2. The lashing belt of claim 1, wherein an angle between the ratchets of the first and second snaps is 90°.

3. The lashing belt of claim 2, wherein the first head portion and the second head portion are arranged in a length direction of the belt body.

4. The lashing belt of claim 2, wherein the first head portion and the second head portion are arranged in a direction perpendicular to a length direction of the belt body.

5. The lashing belt of claim 2, wherein cross-sections of the first and second snap holes have a convex shape.

6. The lashing belt of claim 5, wherein a convex section of the first snap hole is protruded toward the belt body.

7. The lashing belt of claim 6, wherein a convex section of the second snap hole is protruded toward the first snap hole.

8. The lashing belt of claim 1, wherein an angle between the ratchets of the first and second snaps is 0°.

9. The lashing belt of claim 8, wherein the first head portion and the second head portion are arranged in a length direction of the belt body.

10. The lashing belt of claim 8, wherein cross-sections of the first and second snap holes have a convex shape.

11. The lashing belt of claim 10, wherein a convex section of the first snap hole is protruded toward the belt body.

12. The lashing belt of claim 11, wherein a convex section of the second snap hole is protruded toward the first snap hole.

13. The lashing belt of claim 1, wherein an angle between the ratchets of the first and second snaps is 180°.

14. The lashing belt of claim 13, wherein the first head portion and the second head portion are arranged in a direction perpendicular to a length direction of the belt body.

15. The lashing belt of claim 13, wherein cross-sections of the first and second snap holes have a convex shape.

16. The lashing belt of claim 15, wherein a convex section of the first snap hole is protruded toward the belt body.

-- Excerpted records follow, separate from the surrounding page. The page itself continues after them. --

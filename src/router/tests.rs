use super::*;
use crate::agents::mock::MockAgent;
use crate::config::{AdapterRegistryConfig, AdapterRoutingConfig, RegistryConfig};
use crate::models::{
    AdapterFamily, AdapterInstanceRecord, AdapterStatus, AgentRecord, AgentStatus, AgentType, Capability,
};
use chrono::Utc;
use std::collections::HashMap;

fn router_config() -> RouterConfig {
    RouterConfig {
        max_message_queue_size: 100,
        max_adapter_queue_size: 100,
        queue_poll_interval_ms: 10,
        default_retry_attempts: 3,
        retry_base_delay_ms: 1,
        retry_max_backoff_ms: 10,
        max_concurrent_messages: 16,
        message_timeout_ms: 1_000,
        backoff_multiplier: 2.0,
        enable_parallel_execution: true,
        adapter_routing: AdapterRoutingConfig {
            enable_adapter_messages: true,
            adapter_timeout_ms: 1_000,
            max_concurrent_adapter_calls: 8,
            prioritize_adapters_by_type: false,
        },
    }
}

fn registry_config() -> RegistryConfig {
    RegistryConfig {
        health_check_interval_ms: 30_000,
        health_probe_timeout_ms: 2_000,
        failure_threshold: 2,
        success_threshold: 1,
        max_operations_per_adapter: 2,
        load_balancing_weights: HashMap::new(),
        adapter_config: AdapterRegistryConfig {
            enable_load_balancing: true,
            max_adapters_per_type: 10,
            health_check_timeout_ms: 2_000,
            failover_enabled: true,
        },
    }
}

fn lend_capability() -> Capability {
    Capability {
        action: "supply".to_string(),
        description: "supply".to_string(),
        parameters: Vec::new(),
        required_permissions: Vec::new(),
        estimated_execution_time_ms: 10,
    }
}

#[tokio::test]
async fn dispatch_retries_then_succeeds() {
    let events = EventBus::new();
    let agents = Arc::new(AgentRegistry::new(registry_config(), events.clone()));
    let adapters = Arc::new(AdapterRegistry::new(registry_config(), events.clone()));
    let router = MessageRouter::new(router_config(), Arc::clone(&agents), adapters, events);

    agents
        .register(AgentRecord {
            id: "lend1".to_string(),
            agent_type: AgentType::LendingAgent,
            name: "lend1".to_string(),
            version: "1.0.0".to_string(),
            capabilities: vec![lend_capability()],
            status: AgentStatus::Idle,
            metadata: HashMap::new(),
        })
        .await
        .unwrap();

    let agent = MockAgent::new(AgentType::LendingAgent, "lend1", vec![lend_capability()]).failing(2);

    let task = Task::new("intent-1", "lend1", "supply", HashMap::new(), 1);
    let result = router.dispatch(task, agent).await.unwrap();
    assert!(result.is_success());

    let metrics = agents.load_metrics("lend1").await.unwrap();
    assert_eq!(metrics.completed_tasks, 1);
    assert_eq!(metrics.failed_tasks, 0);
}

#[tokio::test]
async fn dispatch_records_failed_metrics_when_retries_exhausted() {
    let events = EventBus::new();
    let agents = Arc::new(AgentRegistry::new(registry_config(), events.clone()));
    let adapters = Arc::new(AdapterRegistry::new(registry_config(), events.clone()));
    let mut config = router_config();
    config.default_retry_attempts = 1;
    let router = MessageRouter::new(config, Arc::clone(&agents), adapters, events);

    agents
        .register(AgentRecord {
            id: "lend1".to_string(),
            agent_type: AgentType::LendingAgent,
            name: "lend1".to_string(),
            version: "1.0.0".to_string(),
            capabilities: Vec::new(),
            status: AgentStatus::Idle,
            metadata: HashMap::new(),
        })
        .await
        .unwrap();

    let agent = MockAgent::new(AgentType::LendingAgent, "lend1", Vec::new()).failing(5);
    let task = Task::new("intent-1", "lend1", "supply", HashMap::new(), 1);
    let result = router.dispatch(task, agent).await;
    assert!(result.is_err());

    let metrics = agents.load_metrics("lend1").await.unwrap();
    assert_eq!(metrics.failed_tasks, 1);
}

#[tokio::test]
async fn dispatch_attempt_exceeding_message_timeout_is_retried() {
    let events = EventBus::new();
    let agents = Arc::new(AgentRegistry::new(registry_config(), events.clone()));
    let adapters = Arc::new(AdapterRegistry::new(registry_config(), events.clone()));
    let mut config = router_config();
    config.message_timeout_ms = 1_000;
    let router = MessageRouter::new(config, Arc::clone(&agents), adapters, events);

    agents
        .register(AgentRecord {
            id: "lend1".to_string(),
            agent_type: AgentType::LendingAgent,
            name: "lend1".to_string(),
            version: "1.0.0".to_string(),
            capabilities: vec![lend_capability()],
            status: AgentStatus::Idle,
            metadata: HashMap::new(),
        })
        .await
        .unwrap();

    let agent = MockAgent::new(AgentType::LendingAgent, "lend1", vec![lend_capability()]);
    let task = Task::new("intent-1", "lend1", "supply", HashMap::new(), 1);
    let result = router.dispatch(task, agent).await.unwrap();
    assert!(result.is_success());
}

#[tokio::test]
async fn route_to_adapter_selects_and_tracks_health() {
    let events = EventBus::new();
    let agents = Arc::new(AgentRegistry::new(registry_config(), events.clone()));
    let adapters = Arc::new(AdapterRegistry::new(registry_config(), events.clone()));
    adapters
        .register(AdapterInstanceRecord {
            id: "act1".to_string(),
            family: AdapterFamily::ActionKit,
            priority: 1,
            capabilities: vec!["supply".to_string()],
            status: AdapterStatus::Active,
            is_healthy: true,
            last_used: Utc::now(),
            active_operations: 0,
        })
        .await
        .unwrap();
    let router = MessageRouter::new(router_config(), agents, Arc::clone(&adapters), events);

    let result: Result<&str> = router
        .route_to_adapter(AdapterFamily::ActionKit, |_id| async { Ok("ok") })
        .await;
    assert_eq!(result.unwrap(), "ok");
}

#[tokio::test]
async fn route_to_adapter_gate_bounds_concurrency() {
    let events = EventBus::new();
    let agents = Arc::new(AgentRegistry::new(registry_config(), events.clone()));
    let adapters = Arc::new(AdapterRegistry::new(registry_config(), events.clone()));
    adapters
        .register(AdapterInstanceRecord {
            id: "act1".to_string(),
            family: AdapterFamily::ActionKit,
            priority: 1,
            capabilities: vec!["supply".to_string()],
            status: AdapterStatus::Active,
            is_healthy: true,
            last_used: Utc::now(),
            active_operations: 0,
        })
        .await
        .unwrap();

    let mut config = router_config();
    config.adapter_routing.max_concurrent_adapter_calls = 1;
    let router = Arc::new(MessageRouter::new(config, agents, Arc::clone(&adapters), events));

    let op = |_id: String| async { Ok::<_, OrchestratorError>("ok") };
    let ops = vec![(AdapterFamily::ActionKit, op), (AdapterFamily::ActionKit, op)];
    let results = router.route_adapter_operations_parallel(ops).await;
    assert_eq!(results.len(), 2);
    assert!(results.iter().all(|r| r.is_ok()));
}

fn no_handler_message() -> Message {
    Message::new(MessageType::TaskRequest, "sender", "receiver", serde_json::json!({}))
}

async fn test_router() -> Arc<MessageRouter> {
    let events = EventBus::new();
    let agents = Arc::new(AgentRegistry::new(registry_config(), events.clone()));
    let adapters = Arc::new(AdapterRegistry::new(registry_config(), events.clone()));
    Arc::new(MessageRouter::new(router_config(), agents, adapters, events))
}

#[tokio::test]
async fn route_without_a_registered_handler_fails_with_no_handler() {
    let router = test_router().await;
    let result = router.route(no_handler_message()).await;
    assert!(matches!(result, Err(OrchestratorError::NoHandler(_))));
}

#[tokio::test]
async fn route_dispatches_to_the_registered_default_handler() {
    let router = test_router().await;
    router
        .register_handler(
            MessageType::TaskRequest,
            Arc::new(|message: Message| {
                Box::pin(async move { Ok(serde_json::json!({ "echo": message.receiver_id })) })
            }),
        )
        .await;

    let result = router.route(no_handler_message()).await.unwrap();
    assert_eq!(result["echo"], "receiver");
}

#[tokio::test]
async fn routing_rule_overrides_the_default_handler_when_its_condition_matches() {
    let router = test_router().await;
    router
        .register_handler(
            MessageType::TaskRequest,
            Arc::new(|_message: Message| Box::pin(async move { Ok(serde_json::json!({ "via": "default" })) })),
        )
        .await;
    router
        .add_routing_rule(RoutingRule {
            message_type: MessageType::TaskRequest,
            priority: 10,
            condition: Arc::new(|message: &Message| message.receiver_id == "receiver"),
            handler: Arc::new(|_message: Message| {
                Box::pin(async move { Ok(serde_json::json!({ "via": "rule" })) })
            }),
        })
        .await
        .unwrap();

    let result = router.route(no_handler_message()).await.unwrap();
    assert_eq!(result["via"], "rule");
}

#[tokio::test]
async fn add_routing_rule_rejects_a_duplicate_type_priority_pair() {
    let router = test_router().await;
    let rule = || RoutingRule {
        message_type: MessageType::TaskRequest,
        priority: 5,
        condition: Arc::new(|_m: &Message| true),
        handler: Arc::new(|_m: Message| Box::pin(async move { Ok(serde_json::json!({})) })),
    };
    router.add_routing_rule(rule()).await.unwrap();
    let err = router.add_routing_rule(rule()).await.unwrap_err();
    assert!(matches!(err, OrchestratorError::DuplicateId(_)));
}

#[tokio::test]
async fn route_many_preserves_input_order_in_its_results() {
    let router = test_router().await;
    router
        .register_handler(
            MessageType::TaskRequest,
            Arc::new(|message: Message| {
                Box::pin(async move { Ok(serde_json::json!({ "receiver": message.receiver_id })) })
            }),
        )
        .await;

    let messages: Vec<Message> = (0..5)
        .map(|i| Message::new(MessageType::TaskRequest, "sender", format!("r{i}"), serde_json::json!({})))
        .collect();

    let results = router.route_many(messages).await;
    assert_eq!(results.len(), 5);
    for (i, result) in results.into_iter().enumerate() {
        assert_eq!(result.unwrap()["receiver"], format!("r{i}"));
    }
}

#[tokio::test]
async fn broadcast_fans_a_template_out_to_every_recipient() {
    let router = test_router().await;
    router
        .register_handler(
            MessageType::TaskRequest,
            Arc::new(|message: Message| {
                Box::pin(async move { Ok(serde_json::json!({ "receiver": message.receiver_id })) })
            }),
        )
        .await;

    let template = Message::new(MessageType::TaskRequest, "sender", "placeholder", serde_json::json!({}));
    let results = router
        .broadcast(template, vec!["r1".to_string(), "r2".to_string(), "r3".to_string()])
        .await;

    assert_eq!(results.len(), 3);
    assert_eq!(results[0].as_ref().unwrap()["receiver"], "r1");
    assert_eq!(results[2].as_ref().unwrap()["receiver"], "r3");
}

#[tokio::test]
async fn process_queue_drains_every_enqueued_message_in_priority_order() {
    let router = test_router().await;
    router
        .register_handler(
            MessageType::TaskRequest,
            Arc::new(|message: Message| {
                Box::pin(async move { Ok(serde_json::json!({ "receiver": message.receiver_id })) })
            }),
        )
        .await;

    router
        .enqueue(
            Message::new(MessageType::TaskRequest, "sender", "low", serde_json::json!({})),
            0,
        )
        .await
        .unwrap();
    router
        .enqueue(
            Message::new(MessageType::TaskRequest, "sender", "urgent", serde_json::json!({})),
            5,
        )
        .await
        .unwrap();

    let results = router.process_queue().await;
    assert_eq!(results.len(), 2);
    assert_eq!(results[0].as_ref().unwrap()["receiver"], "urgent");
    assert_eq!(results[1].as_ref().unwrap()["receiver"], "low");
}

#[tokio::test]
async fn router_sizes_its_message_gate_from_config() {
    let mut config = router_config();
    config.max_concurrent_messages = 3;
    let events = EventBus::new();
    let agents = Arc::new(AgentRegistry::new(registry_config(), events.clone()));
    let adapters = Arc::new(AdapterRegistry::new(registry_config(), events.clone()));
    let router = MessageRouter::new(config, agents, adapters, events);
    assert_eq!(router.gate.available_permits(), 3);
}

17. The lashing belt of claim 16, wherein a convex section of the second snap hole is protruded toward the first snap hole.

18. The lashing belt of claim 1, wherein cross-sections of the first and second snap holes have a rectangular shape or an elliptical shape.

19. The lashing belt of claim 1, wherein the free end of the belt body has a tapered width.

20. The lashing belt of claim 1, further comprising a first elastic pressing section disposed at an end of the first snap and extended outside the first snap hole and a second elastic pressing section disposed at an end of the second snap and extended outside the second snap hole.